Over 16% cocoa trees to be replanted
To solve this, the COCOBOD has reviewed upwards, the initial treatment grant which is part of the compensation package for landowners and cocoa farmers who agree to cut and replant their Cocoa Swollen Shoot Virus-affected cocoa farms under the on-going National Cocoa Rehabilitation Programme. The initial treatment grant, which was pegged at GH¢552.96, has now been increased to GH¢1000.00 per hectare.
“Out of every five hectares of cocoa farm, two hectares are infected”, the Chief Executive Officer of COCOBOD, Mr Joseph Boahen Aidoo said this at Sefwi Wiawso in the Western North Region recently.

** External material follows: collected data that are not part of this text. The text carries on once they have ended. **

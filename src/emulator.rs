//! In-process loopback device
//!
//! Implements the device side of the wire protocol behind the
//! [`DeviceLink`] trait: it decodes written frames, answers with framed
//! notifications split at the MTU, pages the file list and streams file
//! data one chunk per notification round. Faults can be injected per file
//! to exercise every failure path of the sync engine without a radio.

use async_trait::async_trait;
use bytes::{BufMut, Bytes, BytesMut};
use std::collections::VecDeque;
use tracing::{debug, trace, warn};

use crate::audio::DEVICE_FORMAT;
use crate::config::EmulatorConfig;
use crate::protocol::{
	encode, ButtonCommand, Capacity, ConnectionState, DeviceLink, FirmwareVersion, FrameBuffer,
	LinkError, LinkEvent, LinkResult, RemoteFile, Request, Response, SequenceCounter,
};

/// Catalog entries per RetFileList page
pub const PAGE_SIZE: usize = 8;

/// Creation time of the first generated recording
const BASE_TIME: u32 = 1_700_000_000;

/// Misbehaviour of one file transfer
#[derive(Debug, Clone, PartialEq, Eq)]
pub enum TransferFault {
	/// Announce the full size but send this many bytes fewer
	ShortBy(usize),
	/// Device stops the import after this many chunks
	StopAfter(usize),
	/// Link drops after this many chunks
	DisconnectAfter(usize),
	/// The chunk at this index goes out with a damaged checksum
	CorruptChunk(usize),
	/// Device stops sending after this many chunks without saying so
	StallAfter(usize),
	/// A button press arrives after this many chunks
	ButtonAfter(usize, ButtonCommand),
}

/// How the emulated device selection ends
#[derive(Debug, Clone, PartialEq, Eq)]
pub enum Pairing {
	Accept,
	/// User backs out of the selection dialog
	Cancel,
	Fail(String),
}

struct StoredFile {
	entry: RemoteFile,
	data: Bytes,
	fault: Option<TransferFault>,
}

struct ActiveImport {
	data: Bytes,
	offset: usize,
	chunk: usize,
	fault: Option<TransferFault>,
}

pub struct LoopbackDevice {
	name: String,
	files: Vec<StoredFile>,
	chunk_size: usize,
	mtu: usize,
	pairing: Pairing,
	connected: bool,
	silent: bool,
	inbox: FrameBuffer,
	outbox: VecDeque<LinkEvent>,
	sequence: SequenceCounter,
	active: Option<ActiveImport>,
	battery: u8,
	firmware: FirmwareVersion,
	total_kib: u32,
	clock: Option<u32>,
	high_speed: bool,
	requests: Vec<Request>,
}

impl LoopbackDevice {
	/// Empty device with default chunking
	pub fn new(name: &str) -> Self {
		let defaults = EmulatorConfig::default();
		Self {
			name: name.to_string(),
			files: Vec::new(),
			chunk_size: defaults.chunk_size,
			mtu: defaults.mtu,
			pairing: Pairing::Accept,
			connected: false,
			silent: false,
			inbox: FrameBuffer::new(),
			outbox: VecDeque::new(),
			sequence: SequenceCounter::new(),
			active: None,
			battery: 87,
			firmware: FirmwareVersion { major: 1, minor: 4, patch: 2 },
			total_kib: 64 * 1024,
			clock: None,
			high_speed: false,
			requests: Vec::new(),
		}
	}

	/// Device holding `file_count` generated recordings
	pub fn from_config(config: &EmulatorConfig) -> Self {
		let mut device = Self::new("loopback").with_chunk_size(config.chunk_size).with_mtu(config.mtu);
		for i in 0..config.file_count {
			let name = format!("REC{:04}.PCM", i + 1);
			let created_at = BASE_TIME.saturating_add(i as u32 * 600);
			device = device.with_recording(name.as_bytes(), synthetic_pcm(config.file_seconds), created_at);
		}
		device
	}

	pub fn with_recording(mut self, raw_name: &[u8], data: Bytes, created_at: u32) -> Self {
		let duration = DEVICE_FORMAT.duration_secs(data.len() as u64);
		let entry = RemoteFile::new(raw_name.to_vec(), data.len() as u64, duration, created_at);
		self.files.push(StoredFile { entry, data, fault: None });
		self
	}

	/// Attach a fault to the recording with this raw name
	pub fn with_fault(mut self, raw_name: &[u8], fault: TransferFault) -> Self {
		match self.files.iter_mut().find(|f| f.entry.raw_name == raw_name) {
			Some(file) => file.fault = Some(fault),
			None => warn!("No recording {} to attach {:?} to", hex::encode(raw_name), fault),
		}
		self
	}

	pub fn with_pairing(mut self, pairing: Pairing) -> Self {
		self.pairing = pairing;
		self
	}

	pub fn with_chunk_size(mut self, chunk_size: usize) -> Self {
		self.chunk_size = chunk_size.max(1);
		self
	}

	pub fn with_mtu(mut self, mtu: usize) -> Self {
		self.mtu = mtu.max(1);
		self
	}

	pub fn with_battery(mut self, percent: u8) -> Self {
		self.battery = percent;
		self
	}

	/// Stop answering anything
	pub fn set_silent(&mut self, silent: bool) {
		self.silent = silent;
	}

	/// Queue an unsolicited button frame
	pub fn press_button(&mut self, button: ButtonCommand) {
		self.respond(Response::Button(button));
	}

	/// Queue an unsolicited battery frame
	pub fn push_battery(&mut self, percent: u8) {
		self.battery = percent;
		self.respond(Response::Battery(percent));
	}

	/// Catalog in device order
	pub fn recordings(&self) -> Vec<RemoteFile> {
		self.files.iter().map(|f| f.entry.clone()).collect()
	}

	/// PCM payload of a stored recording
	pub fn recording_data(&self, raw_name: &[u8]) -> Option<Bytes> {
		self.files.iter().find(|f| f.entry.raw_name == raw_name).map(|f| f.data.clone())
	}

	/// Every request decoded so far, in arrival order
	pub fn requests(&self) -> &[Request] {
		&self.requests
	}

	/// Last time set by SyncTime
	pub fn clock(&self) -> Option<u32> {
		self.clock
	}

	pub fn high_speed(&self) -> bool {
		self.high_speed
	}

	pub fn is_connected(&self) -> bool {
		self.connected
	}

	fn capacity(&self) -> Capacity {
		let used: u64 = self.files.iter().map(|f| f.data.len() as u64).sum();
		let used_kib = (used + 1023) / 1024;
		Capacity { used: used_kib * 1024, total: self.total_kib as u64 * 1024 }
	}

	// ========================================================================
	// DEVICE SIDE OF THE PROTOCOL
	// ========================================================================

	fn handle(&mut self, request: Request) {
		match request {
			Request::SyncTime(secs) => self.clock = Some(secs),
			Request::GetBattery => self.respond(Response::Battery(self.battery)),
			Request::GetVersion => self.respond(Response::Version(self.firmware)),
			Request::GetCapacity => {
				let capacity = self.capacity();
				self.respond(Response::Capacity(capacity))
			}
			Request::EnableHighSpeed(on) => self.high_speed = on,
			Request::GetFileList => {
				let entries = self.recordings();
				for page in entries.chunks(PAGE_SIZE) {
					self.respond(Response::FileListPage(page.to_vec()));
				}
				self.respond(Response::ListComplete);
			}
			Request::RequestImportFile(raw_name) => self.start_import(&raw_name),
			Request::StopImport => {
				if self.active.take().is_some() {
					debug!("host stopped the import");
				}
			}
		}
	}

	fn start_import(&mut self, raw_name: &[u8]) {
		if self.active.is_some() {
			warn!("Import requested while another is running; dropping the old one");
			self.active = None;
		}
		let Some(index) = self.files.iter().position(|f| f.entry.raw_name == raw_name) else {
			debug!("no recording named {}", hex::encode(raw_name));
			self.respond(Response::ImportStopped);
			return;
		};
		let file = &self.files[index];
		let size = file.entry.size_bytes;
		let fault = file.fault.clone();
		let data = match fault {
			Some(TransferFault::ShortBy(missing)) => {
				file.data.slice(..file.data.len().saturating_sub(missing))
			}
			_ => file.data.clone(),
		};
		self.respond(Response::ImportStarted { size });
		self.active = Some(ActiveImport { data, offset: 0, chunk: 0, fault });
	}

	/// Queue the next frame of the running import; false when nothing was queued
	fn step_import(&mut self) -> bool {
		let Some(mut import) = self.active.take() else {
			return false;
		};
		let at = import.chunk;
		match import.fault.clone() {
			Some(TransferFault::StopAfter(n)) if n == at => {
				self.respond(Response::ImportStopped);
				return true;
			}
			Some(TransferFault::DisconnectAfter(n)) if n == at => {
				self.drop_link();
				return true;
			}
			Some(TransferFault::StallAfter(n)) if n == at => return false,
			Some(TransferFault::ButtonAfter(n, button)) if n == at => {
				self.respond(Response::Button(button));
				import.fault = None;
				self.active = Some(import);
				return true;
			}
			_ => {}
		}

		if import.offset >= import.data.len() {
			self.respond(Response::ImportComplete);
			return true;
		}
		let end = (import.offset + self.chunk_size).min(import.data.len());
		let chunk = import.data.slice(import.offset..end);
		let corrupt = import.fault == Some(TransferFault::CorruptChunk(at));
		self.queue_frame(Response::FileData(chunk), corrupt);
		import.offset = end;
		import.chunk += 1;
		self.active = Some(import);
		true
	}

	fn drop_link(&mut self) {
		debug!("[{}] dropping the link", self.name);
		self.connected = false;
		self.active = None;
		self.outbox.push_back(LinkEvent::Disconnected);
	}

	fn respond(&mut self, response: Response) {
		self.queue_frame(response, false);
	}

	/// Frame a response and queue it in MTU-sized notifications
	fn queue_frame(&mut self, response: Response, corrupt: bool) {
		let command = response.command();
		let seq = self.sequence.next();
		let mut frame = encode(seq, command.data_type() as u8, command.wire_code(), &response.body()).to_vec();
		if corrupt {
			frame[2] ^= 0xFF;
		}
		trace!("[{}] queue seq={} {}", self.name, seq, command);
		let mut frame = Bytes::from(frame);
		while frame.len() > self.mtu {
			self.outbox.push_back(LinkEvent::Notification(frame.split_to(self.mtu)));
		}
		if !frame.is_empty() {
			self.outbox.push_back(LinkEvent::Notification(frame));
		}
	}
}

#[async_trait]
impl DeviceLink for LoopbackDevice {
	fn name(&self) -> &str {
		&self.name
	}

	async fn connect(&mut self) -> LinkResult<()> {
		match &self.pairing {
			Pairing::Accept => {}
			Pairing::Cancel => return Err(LinkError::PairingCancelled),
			Pairing::Fail(message) => return Err(LinkError::ConnectFailed { message: message.clone() }),
		}
		self.connected = true;
		self.inbox.clear();
		self.outbox.clear();
		self.active = None;
		self.outbox.push_back(LinkEvent::StateChanged(ConnectionState::Connected));
		Ok(())
	}

	async fn disconnect(&mut self) -> LinkResult<()> {
		self.connected = false;
		self.active = None;
		self.inbox.clear();
		self.outbox.clear();
		Ok(())
	}

	async fn write(&mut self, frame: &[u8]) -> LinkResult<()> {
		if !self.connected {
			return Err(LinkError::NotConnected);
		}
		if self.silent {
			return Ok(());
		}
		self.inbox.push(frame);
		while let Some(frame) = self.inbox.next_frame() {
			if !frame.is_valid() {
				warn!("[{}] dropping host frame seq={} with bad checksum", self.name, frame.sequence());
				continue;
			}
			match Request::parse(&frame) {
				Ok(request) => {
					self.requests.push(request.clone());
					self.handle(request);
				}
				Err(e) => warn!("[{}] ignoring host frame seq={}: {}", self.name, frame.sequence(), e),
			}
		}
		Ok(())
	}

	async fn recv(&mut self) -> LinkResult<LinkEvent> {
		loop {
			if let Some(event) = self.outbox.pop_front() {
				return Ok(event);
			}
			if !self.connected {
				return Err(LinkError::NotConnected);
			}
			if self.silent || !self.step_import() {
				// Nothing will ever arrive without another write
				return std::future::pending().await;
			}
		}
	}
}

/// Deterministic 16 kHz mono PCM test tone
pub fn synthetic_pcm(seconds: u32) -> Bytes {
	let samples = DEVICE_FORMAT.sample_rate as usize * seconds as usize;
	let mut buf = BytesMut::with_capacity(samples * 2);
	for i in 0..samples {
		let phase = (i % 64) as i32;
		let level = if phase < 32 { phase - 16 } else { 48 - phase };
		buf.put_i16_le((level * 1024) as i16);
	}
	buf.freeze()
}


// vim: ts=4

Landowners and cocoa farmers are thereby advised to allow their infected trees to be cut down and replanted with high-yielding, early-bearing and disease-tolerant seedlings for increased and sustainable yield to forestall any decline in production output.
According to Mr Aidoo, the cost of cutting the infected cocoa trees and replanting
will be borne by the government and COCOBOD.
In addition, plantain suckers and economic trees seedlings will be supplied at no cost to the affected farmers.
Mr Aidoo stressed that no chemical can treat an infected cocoa tree unless it is cut and replanted.
He said the youth in the farming communities have been engaged in the replanting exercise to create employment for them.